DeepSeek v2 Lite Chat
DeepSeek · 15.7B · runs from 5.1 GB
DeepSeek v2 Lite Chat is a 15.7B-parameter open language model from DeepSeek in the DeepSeek V2 family. It supports a context window of up to 163,840 tokens. See its VRAM requirements by quantization and which GPUs and Macs can run it locally below.
DeepSeek v2 Lite
DeepSeek · 15.7B · runs from 7.4 GB
DeepSeek V2 Lite is a compact mixture-of-experts model with 15.7 billion total parameters, designed to deliver a strong quality-to-compute ratio for general chat and instruction following. It uses the same innovative MLA (Multi-Head Latent Attention) architecture as the larger V2, which reduces memory requirements during inference. With its modest parameter count, V2 Lite runs comfortably on a single consumer GPU, making it accessible to users who want to try DeepSeek's MoE approach without needing specialized hardware. It handles everyday conversational tasks, summarization, and light analysis well, offering a practical entry point into the DeepSeek model family.
Deepseek Llm 7B Base
DeepSeek · 7B · runs from 4.3 GB
Deepseek Llm 7B Base is a 7B-parameter open language model from DeepSeek in the DeepSeek family. It supports a context window of up to 4,096 tokens. See its VRAM requirements by quantization and which GPUs and Macs can run it locally below.
Deepseek Moe 16B Base
DeepSeek · 16.4B · runs from 7.7 GB
Deepseek Moe 16B Base is a 16.4B-parameter open language model from DeepSeek in the DeepSeek family. It supports a context window of up to 4,096 tokens. See its VRAM requirements by quantization and which GPUs and Macs can run it locally below.
Deepseek Coder 1.3B Base
DeepSeek · 1.3B · runs from 1.3 GB
Deepseek Coder 1.3B Base is a 1.3B-parameter open language model from DeepSeek in the DeepSeek Coder family. It supports a context window of up to 16,384 tokens. See its VRAM requirements by quantization and which GPUs and Macs can run it locally below.

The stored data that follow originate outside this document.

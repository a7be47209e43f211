//! Bridge configuration

use crate::error::{Error, Result};
use std::env;
use std::path::PathBuf;
use std::str::FromStr;
use std::time::Duration;

/// Retry and paging policy for full synchronization.
#[derive(Debug, Clone)]
pub struct SyncConfig {
    /// How many times a transient remote failure is retried before the
    /// sync run gives up.
    pub max_retries: u32,
    /// Delay before the first retry; doubled after every failure.
    pub initial_backoff: Duration,
    pub max_backoff: Duration,
    /// Messages requested per page while enumerating.
    pub page_size: usize,
}

impl Default for SyncConfig {
    fn default() -> Self {
        Self {
            max_retries: 5,
            initial_backoff: Duration::from_millis(500),
            max_backoff: Duration::from_secs(30),
            page_size: 150,
        }
    }
}

impl SyncConfig {
    /// Backoff to wait before retry number `attempt` (starting at 1).
    #[must_use]
    pub fn backoff(&self, attempt: u32) -> Duration {
        let factor = 1u32 << attempt.saturating_sub(1).min(16);
        self.initial_backoff
            .saturating_mul(factor)
            .min(self.max_backoff)
    }
}

/// Live event polling.
#[derive(Debug, Clone)]
pub struct EventConfig {
    pub period: Duration,
    /// Upper bound of the random delay added to every period.
    pub jitter: Duration,
    /// Capacity of a session's event channel. Producers wait when it is
    /// full.
    pub buffer: usize,
}

impl Default for EventConfig {
    fn default() -> Self {
        Self {
            period: Duration::from_secs(20),
            jitter: Duration::ZERO,
            buffer: 64,
        }
    }
}

#[derive(Debug, Clone)]
pub struct BridgeConfig {
    pub vault_dir: PathBuf,
    pub sync: SyncConfig,
    pub events: EventConfig,
}

impl Default for BridgeConfig {
    fn default() -> Self {
        Self {
            vault_dir: PathBuf::from(".bridge-vault"),
            sync: SyncConfig::default(),
            events: EventConfig::default(),
        }
    }
}

impl BridgeConfig {
    /// Load bridge configuration from environment variables
    ///
    /// Reads from `.env` file if present. All variables are optional:
    /// - `BRIDGE_VAULT_DIR` (default: `.bridge-vault`)
    /// - `BRIDGE_SYNC_MAX_RETRIES` (default: `5`)
    /// - `BRIDGE_SYNC_BACKOFF_MS` (default: `500`)
    /// - `BRIDGE_SYNC_MAX_BACKOFF_MS` (default: `30000`)
    /// - `BRIDGE_SYNC_PAGE_SIZE` (default: `150`)
    /// - `BRIDGE_EVENT_PERIOD_MS` (default: `20000`)
    /// - `BRIDGE_EVENT_JITTER_MS` (default: `0`)
    /// - `BRIDGE_EVENT_BUFFER` (default: `64`)
    pub fn from_env() -> Result<Self> {
        dotenvy::dotenv().ok();

        let defaults = Self::default();

        let config = Self {
            vault_dir: env::var("BRIDGE_VAULT_DIR").map_or(defaults.vault_dir, PathBuf::from),
            sync: SyncConfig {
                max_retries: var_or("BRIDGE_SYNC_MAX_RETRIES", defaults.sync.max_retries)?,
                initial_backoff: millis_or(
                    "BRIDGE_SYNC_BACKOFF_MS",
                    defaults.sync.initial_backoff,
                )?,
                max_backoff: millis_or("BRIDGE_SYNC_MAX_BACKOFF_MS", defaults.sync.max_backoff)?,
                page_size: var_or("BRIDGE_SYNC_PAGE_SIZE", defaults.sync.page_size)?,
            },
            events: EventConfig {
                period: millis_or("BRIDGE_EVENT_PERIOD_MS", defaults.events.period)?,
                jitter: millis_or("BRIDGE_EVENT_JITTER_MS", defaults.events.jitter)?,
                buffer: var_or("BRIDGE_EVENT_BUFFER", defaults.events.buffer)?,
            },
        };

        config.validate()?;
        Ok(config)
    }

    fn validate(&self) -> Result<()> {
        if self.sync.page_size == 0 {
            return Err(Error::Config("BRIDGE_SYNC_PAGE_SIZE must be positive".into()));
        }
        if self.events.buffer == 0 {
            return Err(Error::Config("BRIDGE_EVENT_BUFFER must be positive".into()));
        }
        Ok(())
    }
}

fn var_or<T>(name: &str, default: T) -> Result<T>
where
    T: FromStr,
    T::Err: std::fmt::Display,
{
    env::var(name).map_or(Ok(default), |raw| {
        raw.parse()
            .map_err(|e| Error::Config(format!("Invalid {name}: {e}")))
    })
}

fn millis_or(name: &str, default: Duration) -> Result<Duration> {
    let default_ms = u64::try_from(default.as_millis()).unwrap_or(u64::MAX);
    var_or(name, default_ms).map(Duration::from_millis)
}
impl Drop for RunningSync<'_> {
    fn drop(&mut self) {
        self.0.store(false, Ordering::SeqCst);
    }
}

pub struct Session {
    id: String,
    vault: VaultUser,
    client: Arc<dyn RemoteClient>,
    config: BridgeConfig,
    bridge_pass: String,

    name: RwLock<String>,
    addresses: Arc<RwLock<Vec<Address>>>,
    labels: RwLock<Vec<Label>>,
    /// Committed address mode; only a finished switch changes it.
    mode: RwLock<AddressMode>,

    state: watch::Sender<SessionState>,
    propagator: RwLock<Arc<UpdatePropagator>>,
    generation: watch::Sender<u64>,
    bus: EventBus,

    root: CancellationToken,
    /// Token of the current background phase, a child of `root`.
    work: Mutex<CancellationToken>,
    phase: tokio::sync::Mutex<Option<JoinHandle<()>>>,
    sync_running: AtomicBool,
    tasks: TaskTracker,
}

impl fmt::Debug for Session {
    fn fmt(&self, f: &mut fmt::Formatter<'_>) -> fmt::Result {
        f.debug_struct("Session")
            .field("id", &self.id)
            .field("state", &self.state())
            .finish_non_exhaustive()
    }
}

Deepseek Coder 7B Instruct V1.5
DeepSeek · 6.9B · runs from 4.2 GB
Deepseek Coder 7B Instruct V1.5 is a 6.9B-parameter open language model from DeepSeek in the DeepSeek Coder family. It supports a context window of up to 4,096 tokens. See its VRAM requirements by quantization and which GPUs and Macs can run it locally below.
DeepSeek Coder v2 Lite Base
DeepSeek · 15.7B · runs from 7.4 GB
DeepSeek Coder v2 Lite Base is a 15.7B-parameter open language model from DeepSeek in the DeepSeek Coder family. It supports a context window of up to 163,840 tokens. See its VRAM requirements by quantization and which GPUs and Macs can run it locally below.